SUPPLIED DATA:
//! Auxiliary video-ownership table.

use crate::store::write_atomic;
use caravel_error::{CaravelResult, StorageError, StorageErrorKind};
use std::collections::BTreeMap;
use std::fs;
use std::path::PathBuf;

/// `source_video_id → destination_username` table.
///
/// Written whole by the offline ownership resolver, read whole by the push
/// pipeline. Absence of the file means no video has a resolved owner.
pub struct OwnershipTable {
    path: PathBuf,
    data: BTreeMap<String, String>,
}

impl OwnershipTable {
    /// Load the table at `path`, or an empty one when the file is absent.
    pub fn load(path: impl Into<PathBuf>) -> CaravelResult<Self> {
        let path = path.into();
        let data = if path.exists() {
            let body = fs::read(&path).map_err(|e| {
                StorageError::new(StorageErrorKind::FileRead(format!(
                    "{}: {}",
                    path.display(),
                    e
                )))
            })?;
            serde_json::from_slice(&body).map_err(|e| {
                StorageError::new(StorageErrorKind::InvalidRecord(format!(
                    "{}: {}",
                    path.display(),
                    e
                )))
            })?
        } else {
            BTreeMap::new()
        };
        Ok(Self { path, data })
    }

    /// Username recorded as owner of a video, if any.
    pub fn owner(&self, video_id: &str) -> Option<&str> {
        self.data.get(video_id).map(String::as_str)
    }

    /// Record an owner for a video. Not persisted until [`Self::write`].
    pub fn insert(&mut self, video_id: impl Into<String>, username: impl Into<String>) {
        self.data.insert(video_id.into(), username.into());
    }

    /// Number of resolved entries.
    pub fn len(&self) -> usize {
        self.data.len()
    }

    /// Whether the table has no entries.
    pub fn is_empty(&self) -> bool {
        self.data.is_empty()
    }

    /// Persist the whole table atomically.
    pub fn write(&self) -> CaravelResult<()> {
        let body = serde_json::to_vec(&self.data).map_err(|e| {
            StorageError::new(StorageErrorKind::FileWrite(format!(
                "{}: {}",
                self.path.display(),
                e
            )))
        })?;
        write_atomic(&self.path, &body, false)
    }
}
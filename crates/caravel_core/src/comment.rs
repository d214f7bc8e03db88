//! Comment resource records.

use crate::{Attachment, Resource};
use serde::{Deserialize, Serialize};

/// A comment pulled from the source system.
///
/// References its video and author by source id; both must resolve through
/// the identity mapping before the comment can be created remotely.
#[derive(Debug, Clone, PartialEq, Serialize, Deserialize)]
#[serde(deny_unknown_fields)]
pub struct Comment {
    /// Stable source id
    pub id: String,
    /// Source id of the commented video
    pub video: String,
    /// Source id of the authoring profile
    pub profile: String,
    /// Comment body
    pub comment: String,
    /// Source record schema version
    pub schema: i64,
    /// Last modification timestamp, epoch milliseconds
    pub last_modified: i64,
    /// Optional binary attachment
    #[serde(default)]
    pub attachment: Option<Attachment>,
}

impl Resource for Comment {
    const KIND: &'static str = "comment";

    fn id(&self) -> &str {
        &self.id
    }

    fn order_key(&self) -> i64 {
        self.last_modified
    }
}

#[cfg(test)]
mod tests {
    use super::*;

    #[test]
    fn attachment_is_optional_on_wire_records() {
        let raw = serde_json::json!({
            "id": "c1",
            "video": "v1",
            "profile": "p1",
            "comment": "Bravo !",
            "schema": 1,
            "last_modified": 5
        });
        let c: Comment = serde_json::from_value(raw).unwrap();
        assert!(c.attachment.is_none());
        assert_eq!(c.order_key(), 5);
    }
}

ABOUT THIS TASK:
Every line above should be output exactly as it stands.

EXERCISE ANSWER:
//! Auxiliary video-ownership table.

use crate::store::write_atomic;
use caravel_error::{CaravelResult, StorageError, StorageErrorKind};
use std::collections::BTreeMap;
use std::fs;
use std::path::PathBuf;

/// `source_video_id → destination_username` table.
///
/// Written whole by the offline ownership resolver, read whole by the push
/// pipeline. Absence of the file means no video has a resolved owner.
pub struct OwnershipTable {
    path: PathBuf,
    data: BTreeMap<String, String>,
}

impl OwnershipTable {
    /// Load the table at `path`, or an empty one when the file is absent.
    pub fn load(path: impl Into<PathBuf>) -> CaravelResult<Self> {
        let path = path.into();
        let data = if path.exists() {
            let body = fs::read(&path).map_err(|e| {
                StorageError::new(StorageErrorKind::FileRead(format!(
                    "{}: {}",
                    path.display(),
                    e
                )))
            })?;
            serde_json::from_slice(&body).map_err(|e| {
                StorageError::new(StorageErrorKind::InvalidRecord(format!(
                    "{}: {}",
                    path.display(),
                    e
                )))
            })?
        } else {
            BTreeMap::new()
        };
        Ok(Self { path, data })
    }

    /// Username recorded as owner of a video, if any.
    pub fn owner(&self, video_id: &str) -> Option<&str> {
        self.data.get(video_id).map(String::as_str)
    }

    /// Record an owner for a video. Not persisted until [`Self::write`].
    pub fn insert(&mut self, video_id: impl Into<String>, username: impl Into<String>) {
        self.data.insert(video_id.into(), username.into());
    }

    /// Number of resolved entries.
    pub fn len(&self) -> usize {
        self.data.len()
    }

    /// Whether the table has no entries.
    pub fn is_empty(&self) -> bool {
        self.data.is_empty()
    }

    /// Persist the whole table atomically.
    pub fn write(&self) -> CaravelResult<()> {
        let body = serde_json::to_vec(&self.data).map_err(|e| {
            StorageError::new(StorageErrorKind::FileWrite(format!(
                "{}: {}",
                self.path.display(),
                e
            )))
        })?;
        write_atomic(&self.path, &body, false)
    }
}
filename crates/caravel_core/src/comment.rs
repository d214f7bc8e03db88
//! Comment resource records.

use crate::{Attachment, Resource};
use serde::{Deserialize, Serialize};

/// A comment pulled from the source system.
///
/// References its video and author by source id; both must resolve through
/// the identity mapping before the comment can be created remotely.
#[derive(Debug, Clone, PartialEq, Serialize, Deserialize)]
#[serde(deny_unknown_fields)]
pub struct Comment {
    /// Stable source id
    pub id: String,
    /// Source id of the commented video
    pub video: String,
    /// Source id of the authoring profile
    pub profile: String,
    /// Comment body
    pub comment: String,
    /// Source record schema version
    pub schema: i64,
    /// Last modification timestamp, epoch milliseconds
    pub last_modified: i64,
    /// Optional binary attachment
    #[serde(default)]
    pub attachment: Option<Attachment>,
}

impl Resource for Comment {
    const KIND: &'static str = "comment";

    fn id(&self) -> &str {
        &self.id
    }

    fn order_key(&self) -> i64 {
        self.last_modified
    }
}

#[cfg(test)]
mod tests {
    use super::*;

    #[test]
    fn attachment_is_optional_on_wire_records() {
        let raw = serde_json::json!({
            "id": "c1",
            "video": "v1",
            "profile": "p1",
            "comment": "Bravo !",
            "schema": 1,
            "last_modified": 5
        });
        let c: Comment = serde_json::from_value(raw).unwrap();
        assert!(c.attachment.is_none());
        assert_eq!(c.order_key(), 5);
    }
}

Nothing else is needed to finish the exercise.